Monson led the Long Beach State to a 15-17 record last season and is 119-108 in seven seasons with the 49ers, leaving him four victories short of Jerry Tarkanian’s school record of 123 victories. Monson’s team have won three Big West titles and played in the 2012 NCAA tournament.

Monson has a career record of 289-231 in 17 seasons at Gonzaga, Minnesota and Long Beach State.

The 49ers will open the season Nov. 14 at BYU.

BALL STATE

Guard Davis out 8 to 10 weeks with foot injury: In Muncie, Indiana, Ball state guard Jeremiah Davis will miss eight to 10 weeks after undergoing surgery on his right foot, coach James Whitford said Wednesday.

Davis, a junior, was injured in practice Tuesday. The Cardinals open the season Nov. 14 at Utah.

Davis, a native of Muncie where Ball State is located, decided to transfer from the University of Cincinnati after his family was displaced last year by a house fire last year. After moving back in December, he sat out the second half of last season. The NCAA granted him a waiver so he could compete immediately.

Davis averaged 2.5 points and 0.9 rebounds as a freshman with the Bearcats, but a wrist injury limited him to four games as a sophomore and he played in only six games last season.

MOUNT ST. JOSEPH WOMEN

Two Bengals accept Hill’s layup challenge: In Cincinnati, Bengals quarterback Andy Dalton and left tackle Andrew Whitworth accepted Lauren Hill’s challenge to make a dizzy layup and help raise money for research into her type of brain cancer.
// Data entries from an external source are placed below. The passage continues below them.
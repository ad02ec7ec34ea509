//! swinglab CLI — run a backtest or a parameter sweep over CSV bar data.
//!
//! Commands:
//! - `run` — execute one backtest from a TOML config file
//! - `sweep` — run the optimization grid and write parameter-tagged rows

use std::path::PathBuf;

use anyhow::{bail, Result};
use clap::{Parser, Subcommand};
use tracing_subscriber::EnvFilter;

use swinglab_runner::{
    format_summary, format_trades, load_bars_csv, run_single_backtest, sweep, write_rows_csv,
    ParamGrid, RunConfig,
};

#[derive(Parser)]
#[command(
    name = "swinglab",
    about = "swinglab CLI — oscillator/mean-reversion backtesting engine"
)]
struct Cli {
    #[command(subcommand)]
    command: Commands,
}

#[derive(Subcommand)]
enum Commands {
    /// Execute a backtest from a TOML config file.
    Run {
        /// Path to a TOML config file.
        #[arg(long)]
        config: PathBuf,

        /// CSV file with date,open,high,low,close,volume columns.
        #[arg(long)]
        data: PathBuf,

        /// Also print one line per closed trade.
        #[arg(long, default_value_t = false)]
        trades: bool,
    },
    /// Run a parameter sweep and write one tagged row per parameter set.
    Sweep {
        /// Path to the base TOML config file.
        #[arg(long)]
        config: PathBuf,

        /// CSV file with date,open,high,low,close,volume columns.
        #[arg(long)]
        data: PathBuf,

        /// Output CSV path for the optimization rows.
        #[arg(long, default_value = "optimization.csv")]
        output: PathBuf,

        /// Comma-separated indicator windows to test (default 10,14,20,30).
        #[arg(long)]
        periods: Option<String>,
    },
}

fn main() -> Result<()> {
    tracing_subscriber::fmt()
        .with_env_filter(EnvFilter::from_default_env())
        .init();

    let cli = Cli::parse();
    match cli.command {
        Commands::Run {
            config,
            data,
            trades,
        } => run_cmd(config, data, trades),
        Commands::Sweep {
            config,
            data,
            output,
            periods,
        } => sweep_cmd(config, data, output, periods),
    }
}

fn run_cmd(config_path: PathBuf, data_path: PathBuf, show_trades: bool) -> Result<()> {
    let config = RunConfig::from_file(&config_path)?;
    let bars = load_bars_csv(&data_path, &config.backtest.symbol)?;

    let result = run_single_backtest(&config, &bars)?;

    if show_trades {
        print!("{}", format_trades(&result));
        println!();
    }
    print!("{}", format_summary(&result));
    Ok(())
}

fn sweep_cmd(
    config_path: PathBuf,
    data_path: PathBuf,
    output: PathBuf,
    periods: Option<String>,
) -> Result<()> {
    let config = RunConfig::from_file(&config_path)?;
    let bars = load_bars_csv(&data_path, &config.backtest.symbol)?;

    let mut grid = ParamGrid::default_grid();
    if let Some(list) = periods {
        grid.periods = parse_periods(&list)?;
    }

    println!("Sweeping {} parameter sets...", grid.size());
    let rows = sweep(&config, &grid, &bars)?;
    write_rows_csv(&rows, &output)?;

    let best = rows
        .iter()
        .max_by(|a, b| a.ending_value.total_cmp(&b.ending_value));
    if let Some(best) = best {
        println!(
            "Best ending value {:.2} at {:?}",
            best.ending_value, best.params
        );
    }
    println!("Rows written to {}", output.display());
    Ok(())
}

fn parse_periods(list: &str) -> Result<Vec<usize>> {
    let periods: Vec<usize> = list
        .split(',')
        .map(|p| p.trim().parse::<usize>())
        .collect::<Result<_, _>>()?;
    if periods.is_empty() {
        bail!("--periods needs at least one window length");
    }
    Ok(periods)
}
impl OrderManager {
    pub fn new(symbol: impl Into<Symbol>) -> Self {
        let symbol = symbol.into();
        Self {
            position: Position::flat(symbol.clone()),
            symbol,
            orders: HashMap::new(),
            outstanding: None,
            pending_protection: None,
            stop_leg_ids: Vec::new(),
            bracket_group: None,
            brackets: BracketBook::new(),
        }
    }

    pub fn symbol(&self) -> &str {
        &self.symbol
    }

    pub fn position(&self) -> &Position {
        &self.position
    }

    pub fn position_state(&self) -> PositionState {
        PositionState::from_quantity(self.position.quantity)
    }

    pub fn outstanding_order_id(&self) -> Option<OrderId> {
        self.outstanding
    }

    pub fn bracket_group_id(&self) -> Option<BracketGroupId> {
        self.bracket_group
    }

    pub fn order(&self, id: OrderId) -> Option<&Order> {
        self.orders.get(&id)
    }

    /// Ids of protective stop legs that are still live.
    pub fn live_stop_legs(&self) -> Vec<OrderId> {
        self.stop_leg_ids
            .iter()
            .copied()
            .filter(|id| self.orders.get(id).is_some_and(Order::is_live))
            .collect()
    }

    pub fn state(&self) -> StrategyState {
        StrategyState {
            position: self.position.clone(),
            outstanding_order_id: self.outstanding,
            bracket_group_id: self.bracket_group,
        }
    }

    /// Override the local position with a broker-reported quantity.
    ///
    /// Used when stale state was detected; the broker's number is ground
    /// truth. The average price of the surviving quantity is kept.
    pub fn adopt_broker_position(&mut self, quantity: i64) {
        if self.position.quantity != quantity {
            warn!(
                symbol = %self.symbol,
                local = self.position.quantity,
                broker = quantity,
                "overriding local position with broker-reported quantity"
            );
            self.position.quantity = quantity;
            if quantity == 0 {
                self.position.avg_price = 0.0;
            }
        }
    }

    fn map_submit_err(&self, id: OrderId, err: BrokerError) -> EngineError {
        match err {
            BrokerError::Rejected(reason) => EngineError::BrokerRejection { id, reason },
            other => EngineError::Network(other.to_string()),
        }
    }

    /// Submit an entry order. Refused while another order is outstanding.
    pub fn submit_entry(
        &mut self,
        broker: &mut dyn Broker,
        id_gen: &mut IdGen,
        side: OrderSide,
        kind: OrderKind,
        quantity: u32,
        protection: Option<Protection>,
        bar_index: usize,
    ) -> Result<OrderId, EngineError> {
        if let Some(id) = self.outstanding {
            return Err(EngineError::OrderOutstanding(id));
        }
        if quantity == 0 {
            return Err(EngineError::Validation("entry quantity is zero".into()));
        }

        let order = Order {
            id: id_gen.next_order_id(),
            symbol: self.symbol.clone(),
            side,
            kind,
            quantity,
            time_in_force: TimeInForce::Day,
            status: OrderStatus::Submitted,
            bracket_group_id: None,
            created_bar: bar_index,
        };
        let id = order.id;

        broker
            .submit_order(&order)
            .map_err(|e| self.map_submit_err(id, e))?;

        info!(
            symbol = %self.symbol,
            order = %id,
            ?side,
            quantity,
            "entry order submitted"
        );
        self.orders.insert(id, order);
        self.outstanding = Some(id);
        self.pending_protection = protection;
        Ok(id)
    }

    /// Explicitly close the position: cancel any live protective legs, then
    /// submit a market order for the full held quantity.
    pub fn submit_exit(
        &mut self,
        broker: &mut dyn Broker,
        id_gen: &mut IdGen,
        bar_index: usize,
    ) -> Result<Option<OrderId>, EngineError> {
        if let Some(id) = self.outstanding {
            return Err(EngineError::OrderOutstanding(id));
        }
        if self.position.is_flat() {
            return Ok(None);
        }

        // The pending legs come out first, as part of the close.
        self.cancel_stop_legs(broker, "explicit close")?;

        let side = if self.position.is_long() {
            OrderSide::Sell
        } else {
            OrderSide::Buy
        };
        let quantity = self.position.quantity.unsigned_abs() as u32;

        let order = Order {
            id: id_gen.next_order_id(),
            symbol: self.symbol.clone(),
            side,
            kind: OrderKind::Market,
            quantity,
            time_in_force: TimeInForce::Day,
            status: OrderStatus::Submitted,
            bracket_group_id: None,
            created_bar: bar_index,
        };
        let id = order.id;

        broker
            .submit_order(&order)
            .map_err(|e| self.map_submit_err(id, e))?;

        info!(symbol = %self.symbol, order = %id, ?side, quantity, "exit order submitted");
        self.orders.insert(id, order);
        self.outstanding = Some(id);
        Ok(Some(id))
    }

    /// Cancel a live order, confirming with the broker first. Cancelling
    /// one leg of an OCO pair retires the pair: the sibling goes too.
    ///
    /// On a network failure nothing local changes and the error
    /// propagates — the caller aborts its cycle rather than guessing.
    pub fn cancel(
        &mut self,
        broker: &mut dyn Broker,
        order_id: OrderId,
        reason: &str,
    ) -> Result<(), EngineError> {
        let order = self.require_known(order_id)?;
        if !order.is_live() {
            return Ok(());
        }
        let group = order.bracket_group_id;

        broker
            .cancel_order(order_id)
            .map_err(|e| EngineError::Network(e.to_string()))?;

        self.mark_cancelled(order_id, reason);
        if self.outstanding == Some(order_id) {
            self.outstanding = None;
            self.pending_protection = None;
        }
        self.forget_stop_leg(order_id);
        if let Some(group_id) = group {
            self.cancel_sibling(broker, group_id, order_id, "oco sibling cancelled")?;
        }
        info!(symbol = %self.symbol, order = %order_id, reason, "order cancelled");
        Ok(())
    }

    /// Cancel the outstanding order if one exists. Returns true when an
    /// order was actually cancelled.
    pub fn cancel_outstanding(
        &mut self,
        broker: &mut dyn Broker,
        reason: &str,
    ) -> Result<bool, EngineError> {
        match self.outstanding {
            Some(id) => self.cancel(broker, id, reason).map(|()| true),
            None => Ok(false),
        }
    }

    /// Dispatch one broker notification.
    pub fn on_event(
        &mut self,
        broker: &mut dyn Broker,
        id_gen: &mut IdGen,
        event: &BrokerEvent,
        bar_index: usize,
    ) -> Result<(), EngineError> {
        match event {
            BrokerEvent::Submitted { order_id } => {
                // No state change: the order is already tracked as Submitted.
                self.require_known(*order_id)?;
                Ok(())
            }
            BrokerEvent::Accepted { order_id } => {
                let order = self.require_known_mut(*order_id)?;
                if order.status == OrderStatus::Submitted {
                    order.status = OrderStatus::Accepted;
                }
                Ok(())
            }
            BrokerEvent::Filled {
                order_id,
                price,
                quantity,
            } => self.on_filled(broker, id_gen, *order_id, *price, *quantity, bar_index),
            BrokerEvent::Rejected { order_id, reason } => {
                let order = self.require_known_mut(*order_id)?;
                if order.status.is_terminal() {
                    return Ok(());
                }
                order.status = OrderStatus::Rejected {
                    reason: reason.clone(),
                };
                warn!(
                    symbol = %self.symbol,
                    order = %order_id,
                    reason,
                    "order rejected; slot freed, no automatic retry"
                );
                if self.outstanding == Some(*order_id) {
                    self.outstanding = None;
                    self.pending_protection = None;
                }
                self.forget_stop_leg(*order_id);
                Ok(())
            }
            BrokerEvent::Cancelled { order_id } => {
                let order = self.require_known_mut(*order_id)?;
                if order.status.is_terminal() {
                    // Echo of a cancel this side already confirmed.
                    return Ok(());
                }
                let group = order.bracket_group_id;
                order.status = OrderStatus::Cancelled {
                    reason: "cancelled by broker".into(),
                };
                if self.outstanding == Some(*order_id) {
                    self.outstanding = None;
                    self.pending_protection = None;
                }
                self.forget_stop_leg(*order_id);
                // A cancelled leg retires its pair: the sibling goes too.
                if let Some(group_id) = group {
                    self.cancel_sibling(broker, group_id, *order_id, "oco sibling cancelled")?;
                }
                Ok(())
            }
            // Trade closes are routed to the ledger by the caller.
            BrokerEvent::TradeClosed { .. } => Ok(()),
        }
    }

    // ── internals ──────────────────────────────────────────────────────

    fn on_filled(
        &mut self,
        broker: &mut dyn Broker,
        id_gen: &mut IdGen,
        order_id: OrderId,
        price: f64,
        quantity: u32,
        bar_index: usize,
    ) -> Result<(), EngineError> {
        let (side, group) = {
            let order = self.require_known_mut(order_id)?;
            if order.status.is_terminal() {
                return Ok(());
            }
            order.status = OrderStatus::Filled;
            (order.side, order.bracket_group_id)
        };

        let signed = side.sign() * quantity as i64;
        let realized = self.position.apply_fill(signed, price);
        info!(
            symbol = %self.symbol,
            order = %order_id,
            ?side,
            quantity,
            price,
            realized,
            "order filled"
        );

        let was_outstanding = self.outstanding == Some(order_id);
        if was_outstanding {
            self.outstanding = None;
        }

        // A filled OCO leg cancels its sibling in this same cycle.
        if let Some(group_id) = group {
            self.cancel_sibling(broker, group_id, order_id, "oco sibling filled")?;
        }
        self.forget_stop_leg(order_id);

        // An entry fill arms its protection at the fill price.
        if was_outstanding {
            if let Some(protection) = self.pending_protection.take() {
                if !self.position.is_flat() {
                    self.arm_protection(broker, id_gen, side, price, quantity, protection, bar_index)?;
                }
            }
        }
        Ok(())
    }

    fn arm_protection(
        &mut self,
        broker: &mut dyn Broker,
        id_gen: &mut IdGen,
        entry_side: OrderSide,
        fill_price: f64,
        quantity: u32,
        protection: Protection,
        bar_index: usize,
    ) -> Result<(), EngineError> {
        let (legs, group_id) = build_protective_legs(
            id_gen,
            &self.symbol,
            entry_side,
            fill_price,
            quantity,
            protection,
            bar_index,
        );

        let mut leg_ids = Vec::with_capacity(legs.len());
        for leg in legs {
            let id = leg.id;
            broker
                .submit_order(&leg)
                .map_err(|e| self.map_submit_err(id, e))?;
            info!(
                symbol = %self.symbol,
                order = %id,
                trigger = ?leg.kind.trigger_price(),
                "protective stop submitted"
            );
            self.orders.insert(id, leg);
            leg_ids.push(id);
        }

        if let Some(group_id) = group_id {
            self.brackets.register(crate::domain::BracketGroup {
                id: group_id,
                leg_ids: leg_ids.clone(),
            });
        }
        self.stop_leg_ids = leg_ids;
        self.bracket_group = group_id;
        Ok(())
    }

    /// Cancel the OCO sibling of a resolved leg and retire the group.
    fn cancel_sibling(
        &mut self,
        broker: &mut dyn Broker,
        group_id: BracketGroupId,
        resolved: OrderId,
        reason: &str,
    ) -> Result<(), EngineError> {
        let sibling = match self.brackets.resolve_leg(group_id, resolved) {
            Some(id) => id,
            None => return Ok(()), // group already retired
        };
        if self.orders.get(&sibling).is_some_and(Order::is_live) {
            self.cancel_at_broker_lenient(broker, sibling)?;
            self.mark_cancelled(sibling, reason);
        }
        self.forget_stop_leg(sibling);
        Ok(())
    }

    /// Cancel a protective leg, tolerating a broker that already dropped it
    /// (OCO enforced server-side removes the sibling before our cancel
    /// arrives).
    fn cancel_at_broker_lenient(
        &mut self,
        broker: &mut dyn Broker,
        id: OrderId,
    ) -> Result<(), EngineError> {
        match broker.cancel_order(id) {
            Ok(()) | Err(BrokerError::UnknownOrder(_)) => Ok(()),
            Err(e) => Err(EngineError::Network(e.to_string())),
        }
    }

    /// Cancel all live protective legs (explicit close path).
    fn cancel_stop_legs(
        &mut self,
        broker: &mut dyn Broker,
        reason: &str,
    ) -> Result<(), EngineError> {
        for id in self.live_stop_legs() {
            self.cancel_at_broker_lenient(broker, id)?;
            self.mark_cancelled(id, reason);
        }
        if let Some(group_id) = self.bracket_group.take() {
            // Retire whichever pair is still registered.
            if let Some(&first) = self.stop_leg_ids.first() {
                self.brackets.resolve_leg(group_id, first);
            }
        }
        self.stop_leg_ids.clear();
        Ok(())
    }

    fn mark_cancelled(&mut self, id: OrderId, reason: &str) {
        if let Some(order) = self.orders.get_mut(&id) {
            if !order.status.is_terminal() {
                order.status = OrderStatus::Cancelled {
                    reason: reason.to_string(),
                };
            }
        }
    }

    fn forget_stop_leg(&mut self, id: OrderId) {
        self.stop_leg_ids.retain(|&leg| leg != id);
        if self.stop_leg_ids.is_empty() {
            self.bracket_group = None;
        }
    }

    fn require_known(&self, id: OrderId) -> Result<&Order, EngineError> {
        self.orders.get(&id).ok_or(EngineError::OrderNotFound(id))
    }

    fn require_known_mut(&mut self, id: OrderId) -> Result<&mut Order, EngineError> {
        self.orders
            .get_mut(&id)
            .ok_or(EngineError::OrderNotFound(id))
    }
}
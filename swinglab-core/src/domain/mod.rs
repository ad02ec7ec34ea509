//! Domain types for swinglab.

pub mod bar;
pub mod ids;
pub mod order;
pub mod position;
pub mod trade;

pub use bar::Bar;
pub use ids::{BracketGroupId, IdGen, OrderId, TradeId};
pub use order::{BracketGroup, Order, OrderKind, OrderSide, OrderStatus, TimeInForce};
pub use position::Position;
pub use trade::ClosedTrade;

/// Symbol type alias
pub type Symbol = String;
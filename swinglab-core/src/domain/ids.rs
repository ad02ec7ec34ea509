//! Integer id newtypes and the deterministic id generator.

use serde::{Deserialize, Serialize};
use std::fmt;

/// Order id. Never reused: a replacement order always gets a fresh id.
#[derive(Debug, Clone, Copy, PartialEq, Eq, Hash, Serialize, Deserialize)]
pub struct OrderId(pub u64);

impl fmt::Display for OrderId {
    fn fmt(&self, f: &mut fmt::Formatter<'_>) -> fmt::Result {
        write!(f, "{}", self.0)
    }
}

/// Id shared by the two stop legs of a one-cancels-other pair.
#[derive(Debug, Clone, Copy, PartialEq, Eq, Hash, Serialize, Deserialize)]
pub struct BracketGroupId(pub u64);

impl fmt::Display for BracketGroupId {
    fn fmt(&self, f: &mut fmt::Formatter<'_>) -> fmt::Result {
        write!(f, "{}", self.0)
    }
}

/// Closed-trade id.
#[derive(Debug, Clone, Copy, PartialEq, Eq, Hash, Serialize, Deserialize)]
pub struct TradeId(pub u64);

/// Monotonic id source. Single writer per run; replaying the same event
/// sequence yields the same ids.
#[derive(Debug, Default)]
pub struct IdGen {
    next_order: u64,
    next_bracket_group: u64,
    next_trade: u64,
}

impl IdGen {
    pub fn new() -> Self {
        Self::default()
    }

    pub fn next_order_id(&mut self) -> OrderId {
        self.next_order += 1;
        OrderId(self.next_order)
    }

    pub fn next_bracket_group_id(&mut self) -> BracketGroupId {
        self.next_bracket_group += 1;
        BracketGroupId(self.next_bracket_group)
    }

    pub fn next_trade_id(&mut self) -> TradeId {
        self.next_trade += 1;
        TradeId(self.next_trade)
    }
}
The freshman at Division III Mount St. Joseph was diagnosed a year ago and has only months to live. The NCAA has allowed the school to move up its opening game to Sunday because of her condition.

Although she’s right-handed, Hill has to shoot with her left hand because the tumor has affected her coordination. Also, she can’t move her head side-to-side because it makes her dizzy.

The Bengals players spun five times and made a layup with their non-dominant hand on Tuesday at Paul Brown Stadium. Participants can donate $10 to cancer research.